[Stored data]
◇ ◇ ◇ ◇
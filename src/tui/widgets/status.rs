//! Status line widget.

use ratatui::Frame;
use ratatui::layout::Rect;
use ratatui::style::{Color, Modifier, Style};
use ratatui::text::{Line, Span};
use ratatui::widgets::{Block, Borders, Paragraph};

use crate::tui::state::{AppState, PollState};

/// Renders the status line: sample count, last poll time, and poll health.
pub fn render_status(frame: &mut Frame, area: Rect, state: &AppState) {
    let line = if state.poll == PollState::Halted {
        Line::from(vec![
            Span::styled(
                "halted ",
                Style::default()
                    .fg(Color::Red)
                    .add_modifier(Modifier::BOLD),
            ),
            Span::raw(format!(
                "after {} failures: {}",
                state.consecutive_failures,
                state.last_error.as_deref().unwrap_or("unknown error")
            )),
        ])
    } else if let Some(err) = &state.last_error {
        Line::from(vec![
            Span::styled(
                format!(
                    "retry {}/{} ",
                    state.consecutive_failures, state.failure_budget
                ),
                Style::default().fg(Color::Yellow),
            ),
            Span::raw(err.clone()),
        ])
    } else {
        let mut parts = vec![format!("samples: {}", state.samples)];
        if let Some(ts) = state.last_poll {
            parts.push(format!("last poll: {}", ts.format("%H:%M:%S")));
        }
        if let Some(message) = &state.message {
            parts.push(message.clone());
        }
        Line::from(parts.join("   "))
    };

    let status =
        Paragraph::new(line).block(Block::default().borders(Borders::ALL).title("status"));
    frame.render_widget(status, area);
}
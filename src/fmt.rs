//! Shared formatting helpers for dashboard widgets.
//!
//! Pure functions only; no ratatui styles or layout here.

/// Format byte count as a compact human-readable size: `"1.5G"`, `"100.3M"`,
/// `"50.0K"`, `"512B"`.
pub fn format_bytes(bytes: u64) -> String {
    const GB: u64 = 1024 * 1024 * 1024;
    const MB: u64 = 1024 * 1024;
    const KB: u64 = 1024;

    if bytes >= GB {
        format!("{:.1}G", bytes as f64 / GB as f64)
    } else if bytes >= MB {
        format!("{:.1}M", bytes as f64 / MB as f64)
    } else if bytes >= KB {
        format!("{:.1}K", bytes as f64 / KB as f64)
    } else {
        format!("{}B", bytes)
    }
}

/// Narrows a byte-count series to whole mebibytes for bar-chart display.
///
/// Lossy: values truncate to the MiB below, and anything under 1 MiB
/// displays as zero. Chart-only; callers needing exact values must use
/// the store projections directly.
pub fn bytes_to_mib(series: &[u64]) -> Vec<u64> {
    series.iter().map(|b| b / (1024 * 1024)).collect()
}
// src/error.rs

//! Crate-wide error type and result alias.

use thiserror::Error;

pub type Result<T> = std::result::Result<T, Error>;

#[derive(Error, Debug)]
pub enum Error {
    #[error("invalid version '{input}': {reason}")]
    VersionParse { input: String, reason: String },

    #[error("invalid requirement '{input}': {reason}")]
    RequirementParse { input: String, reason: String },

    #[error("invalid platform '{0}'")]
    PlatformParse(String),

    #[error("manifest error: {0}")]
    Manifest(String),

    #[error("source error: {0}")]
    Source(String),

    /// No assignment satisfies the conjoined requirements. Carries the full
    /// conflict trace so the caller can render the reason chain.
    #[error("could not resolve dependencies:\n{0}")]
    Unsatisfiable(crate::resolver::ConflictTrace),

    #[error("resolution cancelled")]
    Cancelled,

    #[error("malformed lockfile at line {line}: {message}")]
    MalformedLockfile { line: usize, message: String },

    /// The lockfile would have to change but the caller forbade writes.
    #[error("the lockfile is out of date, but updates are forbidden in frozen mode: {0}")]
    FrozenLockOutdated(String),

    #[error(
        "integrity mismatch for {name} ({version}): lockfile records {locked}, source reports {fetched}"
    )]
    IntegrityMismatch {
        name: String,
        version: String,
        locked: String,
        fetched: String,
    },

    #[error(transparent)]
    Io(#[from] std::io::Error),
}
// src/lockfile/mod.rs

//! The persisted lockfile model
//!
//! A `LockedGraph` is the fully pinned result of resolution: every locked
//! spec grouped by its source (possibly several platform variants of one
//! name+version), the target platforms the lock is valid for, the originally
//! requested dependencies, optional integrity tokens, and the tool version
//! recorded at lock time. It is only ever mutated by the reconciler and
//! replaced wholesale on a successful lock.

pub mod codec;

use crate::index::{Candidate, Dependency, SourceId};
use crate::platform::Platform;
use crate::resolver::Assignment;
use crate::version::{Requirement, Version};
use std::collections::BTreeMap;

/// Default lockfile name.
pub const LOCKFILE_NAME: &str = "pinion.lock";

/// One pinned spec: a name at an exact version for one platform tag, with
/// the dependency metadata it was published with.
#[derive(Debug, Clone, PartialEq)]
pub struct LockedSpec {
    pub name: String,
    pub version: Version,
    pub platform: Platform,
    pub deps: Vec<(String, Requirement)>,
}

impl LockedSpec {
    /// Lockfile identity: `name (version)` or `name (version-platform)`.
    pub fn lock_name(&self) -> String {
        if self.platform.is_generic() {
            format!("{} ({})", self.name, self.version)
        } else {
            format!("{} ({}-{})", self.name, self.version, self.platform)
        }
    }
}

/// All specs locked from one source.
#[derive(Debug, Clone, PartialEq)]
pub struct LockedSource {
    pub id: SourceId,
    pub specs: Vec<LockedSpec>,
}

/// A requested root dependency as recorded in the lock.
#[derive(Debug, Clone, PartialEq)]
pub struct LockedDependency {
    pub name: String,
    pub req: Requirement,
    /// Source-pinned in the manifest; renders as a trailing `!`.
    pub pinned: bool,
}

/// An integrity token for one locked spec.
#[derive(Debug, Clone, PartialEq)]
pub struct ChecksumEntry {
    pub name: String,
    pub version: Version,
    pub platform: Platform,
    pub token: String,
}

/// The persisted resolution result.
#[derive(Debug, Clone, PartialEq, Default)]
pub struct LockedGraph {
    pub sources: Vec<LockedSource>,
    pub platforms: Vec<Platform>,
    pub dependencies: Vec<LockedDependency>,
    pub checksums: Vec<ChecksumEntry>,
    pub tool_version: Option<String>,
    /// Unknown trailing sections, preserved verbatim for forward
    /// compatibility. Each block starts with its section header line.
    pub trailing: Vec<Vec<String>>,
}

impl LockedGraph {
    /// Assemble a graph from per-platform assignments and the manifest's
    /// requested dependencies. Specs are deduplicated across platforms and
    /// stored in the codec's canonical order.
    pub fn from_resolution(
        assignments: &BTreeMap<Platform, Assignment>,
        requested: &[Dependency],
        tool_version: &str,
    ) -> Self {
        // Union of chosen candidates across all target platforms.
        let mut by_source: BTreeMap<SourceId, BTreeMap<(String, Version, Platform), LockedSpec>> =
            BTreeMap::new();
        let mut checksums: BTreeMap<(String, Version, Platform), String> = BTreeMap::new();

        for assignment in assignments.values() {
            for candidate in assignment.values() {
                let key = (
                    candidate.name.clone(),
                    candidate.version.clone(),
                    candidate.platform.clone(),
                );
                by_source
                    .entry(candidate.source.clone())
                    .or_default()
                    .entry(key.clone())
                    .or_insert_with(|| spec_from_candidate(candidate));
                if let Some(token) = &candidate.checksum {
                    checksums.entry(key).or_insert_with(|| token.clone());
                }
            }
        }

        let sources = by_source
            .into_iter()
            .map(|(id, specs)| {
                let mut specs: Vec<LockedSpec> = specs.into_values().collect();
                sort_specs(&mut specs);
                LockedSource { id, specs }
            })
            .collect();

        let mut platforms: Vec<Platform> = assignments.keys().cloned().collect();
        platforms.sort_by_key(|p| p.to_string());

        let mut dependencies: Vec<LockedDependency> = requested
            .iter()
            .map(|dep| LockedDependency {
                name: dep.name.clone(),
                req: dep.req.clone(),
                pinned: dep.source.is_some(),
            })
            .collect();
        dependencies.sort_by(|a, b| a.name.cmp(&b.name));
        dependencies.dedup();

        let checksums = checksums
            .into_iter()
            .map(|((name, version, platform), token)| ChecksumEntry {
                name,
                version,
                platform,
                token,
            })
            .collect();

        Self {
            sources,
            platforms,
            dependencies,
            checksums,
            tool_version: Some(tool_version.to_string()),
            trailing: Vec::new(),
        }
    }

    /// Names of every locked spec.
    pub fn locked_names(&self) -> Vec<String> {
        let mut names: Vec<String> = self
            .sources
            .iter()
            .flat_map(|s| s.specs.iter().map(|spec| spec.name.clone()))
            .collect();
        names.sort();
        names.dedup();
        names
    }

    /// All locked variants of a name, with the source each came from.
    pub fn specs_of(&self, name: &str) -> Vec<(&SourceId, &LockedSpec)> {
        self.sources
            .iter()
            .flat_map(|s| {
                s.specs
                    .iter()
                    .filter(|spec| spec.name == name)
                    .map(move |spec| (&s.id, spec))
            })
            .collect()
    }

    /// The locked version of a name, when it is locked. All variants of a
    /// name share one version by construction.
    pub fn locked_version(&self, name: &str) -> Option<&Version> {
        self.specs_of(name).first().map(|(_, spec)| &spec.version)
    }

    /// The checksum recorded for one spec, if any.
    pub fn checksum_of(&self, name: &str, version: &Version, platform: &Platform) -> Option<&str> {
        self.checksums
            .iter()
            .find(|c| c.name == name && c.version == *version && c.platform == *platform)
            .map(|c| c.token.as_str())
    }

    /// Conjunction of every requirement the lock places on `name`: the
    /// requested dependency plus every locked spec that depends on it.
    pub fn requirement_on(&self, name: &str) -> Requirement {
        let mut conj = Requirement::any();
        for dep in &self.dependencies {
            if dep.name == name {
                conj = conj.intersect(&dep.req);
            }
        }
        for source in &self.sources {
            for spec in &source.specs {
                for (dep_name, req) in &spec.deps {
                    if dep_name == name {
                        conj = conj.intersect(req);
                    }
                }
            }
        }
        conj
    }
}

fn spec_from_candidate(candidate: &Candidate) -> LockedSpec {
    let mut deps: Vec<(String, Requirement)> = candidate
        .deps
        .iter()
        .map(|d| (d.name.clone(), d.req.clone()))
        .collect();
    deps.sort_by(|a, b| a.0.cmp(&b.0));
    deps.dedup();
    LockedSpec {
        name: candidate.name.clone(),
        version: candidate.version.clone(),
        platform: candidate.platform.clone(),
        deps,
    }
}

/// Canonical spec order: name, then version, then platform (specifics by
/// ascending specificity, generic last).
pub(crate) fn sort_specs(specs: &mut [LockedSpec]) {
    specs.sort_by(|a, b| {
        a.name
            .cmp(&b.name)
            .then_with(|| a.version.cmp(&b.version))
            .then_with(|| a.platform.lock_sort_key().cmp(&b.platform.lock_sort_key()))
    });
}

#[cfg(test)]
mod tests {
    use super::*;
    use crate::index::SourceId;

    fn v(s: &str) -> Version {
        Version::parse(s).unwrap()
    }

    #[test]
    fn test_from_resolution_dedups_across_platforms() {
        let registry = SourceId::registry("https://registry.example.org");
        let linux = Platform::specific("x86_64", "linux");

        let shared = Candidate::new("frame", v("2.0"), registry.clone());
        let mut generic_assignment = Assignment::new();
        generic_assignment.insert("frame".to_string(), shared.clone());
        let mut linux_assignment = Assignment::new();
        linux_assignment.insert("frame".to_string(), shared.clone());
        linux_assignment.insert(
            "native".to_string(),
            Candidate::new("native", v("1.0"), registry.clone())
                .with_platform(linux.clone())
                .with_checksum("sha256:aa"),
        );

        let mut assignments = BTreeMap::new();
        assignments.insert(Platform::Generic, generic_assignment);
        assignments.insert(linux.clone(), linux_assignment);

        let graph = LockedGraph::from_resolution(
            &assignments,
            &[Dependency::new("frame", Requirement::parse("~> 2.0").unwrap())],
            "0.1.0",
        );

        assert_eq!(graph.sources.len(), 1);
        // frame appears once despite being chosen for both platforms.
        assert_eq!(graph.sources[0].specs.len(), 2);
        assert_eq!(graph.locked_names(), vec!["frame", "native"]);
        assert_eq!(graph.platforms.len(), 2);
        assert_eq!(graph.checksums.len(), 1);
        assert_eq!(graph.tool_version.as_deref(), Some("0.1.0"));
    }

    #[test]
    fn test_requirement_on_conjoins_lock_edges() {
        let registry = SourceId::registry("https://registry.example.org");
        let graph = LockedGraph {
            sources: vec![LockedSource {
                id: registry,
                specs: vec![LockedSpec {
                    name: "frame".to_string(),
                    version: v("2.0"),
                    platform: Platform::Generic,
                    deps: vec![(
                        "logger".to_string(),
                        Requirement::parse(">= 1.0").unwrap(),
                    )],
                }],
            }],
            dependencies: vec![LockedDependency {
                name: "logger".to_string(),
                req: Requirement::parse("< 2.0").unwrap(),
                pinned: false,
            }],
            ..LockedGraph::default()
        };

        let conj = graph.requirement_on("logger");
        assert!(conj.matches(&v("1.5")));
        assert!(!conj.matches(&v("2.0")));
        assert!(!conj.matches(&v("0.9")));
    }

    #[test]
    fn test_spec_sort_order() {
        let mut specs = vec![
            LockedSpec {
                name: "native".to_string(),
                version: v("1.0"),
                platform: Platform::Generic,
                deps: vec![],
            },
            LockedSpec {
                name: "native".to_string(),
                version: v("1.0"),
                platform: Platform::specific("x86_64", "linux"),
                deps: vec![],
            },
            LockedSpec {
                name: "apple".to_string(),
                version: v("3.0"),
                platform: Platform::Generic,
                deps: vec![],
            },
        ];
        sort_specs(&mut specs);
        assert_eq!(specs[0].name, "apple");
        // Specific variant before the generic one.
        assert!(!specs[1].platform.is_generic());
        assert!(specs[2].platform.is_generic());
    }
}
◇ ◇ ◇ ◇
◆ PROBLEM
Copy each line above that contains the string "checksums".

◆ REPLY
    pub checksums: Vec<ChecksumEntry>,
        let mut checksums: BTreeMap<(String, Version, Platform), String> = BTreeMap::new();
                    checksums.entry(key).or_insert_with(|| token.clone());
        let checksums = checksums
            checksums,
        self.checksums
        assert_eq!(graph.checksums.len(), 1);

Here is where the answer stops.